I had previously made it as far as Erz Checkpoint, which is a quassam throw away from Sdeot.
On 18 November 18,
2008, I was one among forty seven international ecumenical Christians and other
people of faith who rolled out of bed before 5 AM to travel from Jerusalem to
the Erez Crossing to stand up as a united people of conscience in NONVIOLENT
Solidarity with the people of Gaza and in support of all the NGO's that have
been denied access into the Gaza Strip.
We went in love and for love of all of God's children;
Be they the oppressed or the oppressors
Those imprisoned by walls and those who erect them,
Those who are denied clean water and their deniers,
Those whose fears rule their hearts and the heartbroken,
Those whose ideology, greed, apathy, and power blind them to their culpability,
responsibilities and obligations.
We went with hope to arouse the consciences of the leaders of the world to seek
peace through justice; equal human rights for all.
What I learned in Sderot from the residents I spoke with;
was that they would be just as happy to live in Las Vegas as Israel. A
five-minute car ride from the Erez Checkpoint is Sderot, where bomb-shelters
are more common than gas stations.
She responded, "America needs to we want peace on this planet. My destiny brought me to Sderot fifteen years ago and I don't feel much different except the quassams make me nervous and anxious, but this is still a great place to live. I couldn't find an apartment to rent anywhere when I arrived except in Sderot. There had been a huge Aliyah and only in Sderot could I find a place with an apartment to rent. The important thing is to have a roof over my head."
During my 2005 trip to Jerusalem, I learned about Aliyah from an American who was in the midst of it and she informed me, "My friends got so tired of me complaining about my political frustrations over the last election; they said, "If you don't like it here, just leave!' I had already been considering joining the Peace Corps, and when I got turned down because of a medical problem, I explored the possibility of going to Israel. I learned about, Aliyah, which means "going up,' and the deal was hard to pass by. I get fifteen hundred shekels or about thirty-six hundred dollars a year in increments to help with my expenses. I can apply for unemployment benefits after seven months, as long as I look for a job. I just completed Ulpan, which was five hundred hours of Hebrew language immersion studies that took five months, five hours a day, for five weeks. I get subsidized rent and just moved out of the Absorption Center Projects. All the new immigrants get room, utilities, and three meals a day for the first five months in Israel. We also receive free medical care and all the doctors here are dedicated. We can go to the university with 100 percent of the tuition paid by the government. College is much cheaper here; it's about three thousand to four thousand dollars a year. Until I am thirty years old, I can receive up to three years of education for my master's degree."
I moved among the
crowd in Sderot and spoke with Fortuna, an affable widow with four children who
had migrated from Tunius to the colony in 1956, "It was all desert here,
just a few mobile trailers were here. When I first came here there was nothing
at all but sand and a few cheap house trailers, one medical clinic with one
doctor, but no shopping at all.
"Eight years ago the quassams began coming and all I could do was think
about the next one. Two years ago while I was in my bathroom one exploded in
front of my house and I thought I was dying. The explosion broke the glass
windows but the municipality repaired it quickly.

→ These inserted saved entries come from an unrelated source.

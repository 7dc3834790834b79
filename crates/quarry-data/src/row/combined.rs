//! Rows spliced from an outer and an inner row.

use super::{OwnedRow, Row};
use crate::value::Value;

/// Row produced by a join: the outer row's columns followed by the inner's.
///
/// Joins keep one `CombinedRow` as their output slot and overwrite its
/// halves in place as they advance.
#[derive(Debug, Clone, Default)]
pub struct CombinedRow {
    outer: OwnedRow,
    inner: OwnedRow,
}

impl CombinedRow {
    /// Creates an empty combined row.
    pub fn new() -> Self {
        Self::default()
    }

    /// Overwrites the outer half.
    #[inline]
    pub fn set_outer(&mut self, row: &dyn Row) {
        self.outer.copy_from(row);
    }

    /// Overwrites the inner half.
    #[inline]
    pub fn set_inner(&mut self, row: &dyn Row) {
        self.inner.copy_from(row);
    }

    /// Returns the outer half.
    pub fn outer(&self) -> &OwnedRow {
        &self.outer
    }

    /// Returns the inner half.
    pub fn inner(&self) -> &OwnedRow {
        &self.inner
    }
}

impl Row for CombinedRow {
    #[inline]
    fn num_columns(&self) -> usize {
        self.outer.num_columns() + self.inner.num_columns()
    }

    #[inline]
    fn get(&self, index: usize) -> Option<&Value> {
        route(&self.outer, &self.inner, index)
    }
}

/// Borrowed counterpart of [`CombinedRow`], used to evaluate join
/// predicates without copying either side.
#[derive(Debug, Clone, Copy)]
pub struct CombinedRowRef<'a> {
    outer: &'a dyn Row,
    inner: &'a dyn Row,
}

impl<'a> CombinedRowRef<'a> {
    /// Creates a view over `outer` followed by `inner`.
    pub fn new(outer: &'a dyn Row, inner: &'a dyn Row) -> Self {
        Self { outer, inner }
    }

    /// Returns the outer half.
    pub fn outer(&self) -> &'a dyn Row {
        self.outer
    }

    /// Returns the inner half.
    pub fn inner(&self) -> &'a dyn Row {
        self.inner
    }
}

impl Row for CombinedRowRef<'_> {
    #[inline]
    fn num_columns(&self) -> usize {
        self.outer.num_columns() + self.inner.num_columns()
    }

    #[inline]
    fn get(&self, index: usize) -> Option<&Value> {
        route(self.outer, self.inner, index)
    }
}

#[inline]
fn route<'r>(outer: &'r dyn Row, inner: &'r dyn Row, index: usize) -> Option<&'r Value> {
    let split = outer.num_columns();
    if index < split {
        outer.get(index)
    } else {
        inner.get(index - split)
    }
}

"I am always waiting to hear 'Zeva Adom-Zeva Adom' [red alert-red alert]
announcement that warns the rockets are coming at us. I am nervous all the
time, I never leave my home and am only here today because my neighbor took me
shopping and then brought me here. I am always afraid to go out of my house,
but days like this it is like a party, everyone comes outside. The last rocket
came over about a month ago and I am out here now only because my friends give
me courage to come here and sit.
"I have not met any Arabs but there are a lot of them here. They are lucky
the municipality lets them live and work here. There is an Arab neighborhood
close by, but I do not know where it is and I never talk to any of them because
I am afraid of them. The only way to stop the rockets are to annihilate all the
Arabs in Gaza."
On my last day in June 2009 with the Code Pink activists, I returned for the fourth time to the agricultural village of Bil'in in the West Bank and got gassed.
Billin, is a rocky dusty bus ride from Ramallah where villagers, Israelis and Internationals have been nonviolently and creatively resisting the route of Israel's wall, which has annexed more than half of their land. In Billin, the Green Line is five miles from the thirty-foot high steel fence with rolls of barbwire, sensors and cameras erected upon Palestinian land, which has eaten up 1.5 million USA tax dollars and is illegal under international law.
The indigenous peoples began nonviolently resisting the route of the wall/fence in 2004 with weekly Friday afternoon nonviolent marches that begin with prayers at the mosque. The villagers are then joined by hundreds of resisting locals, Israelis and internationals, many of whom have been injured, arrested and more than a few killed by Israeli forces.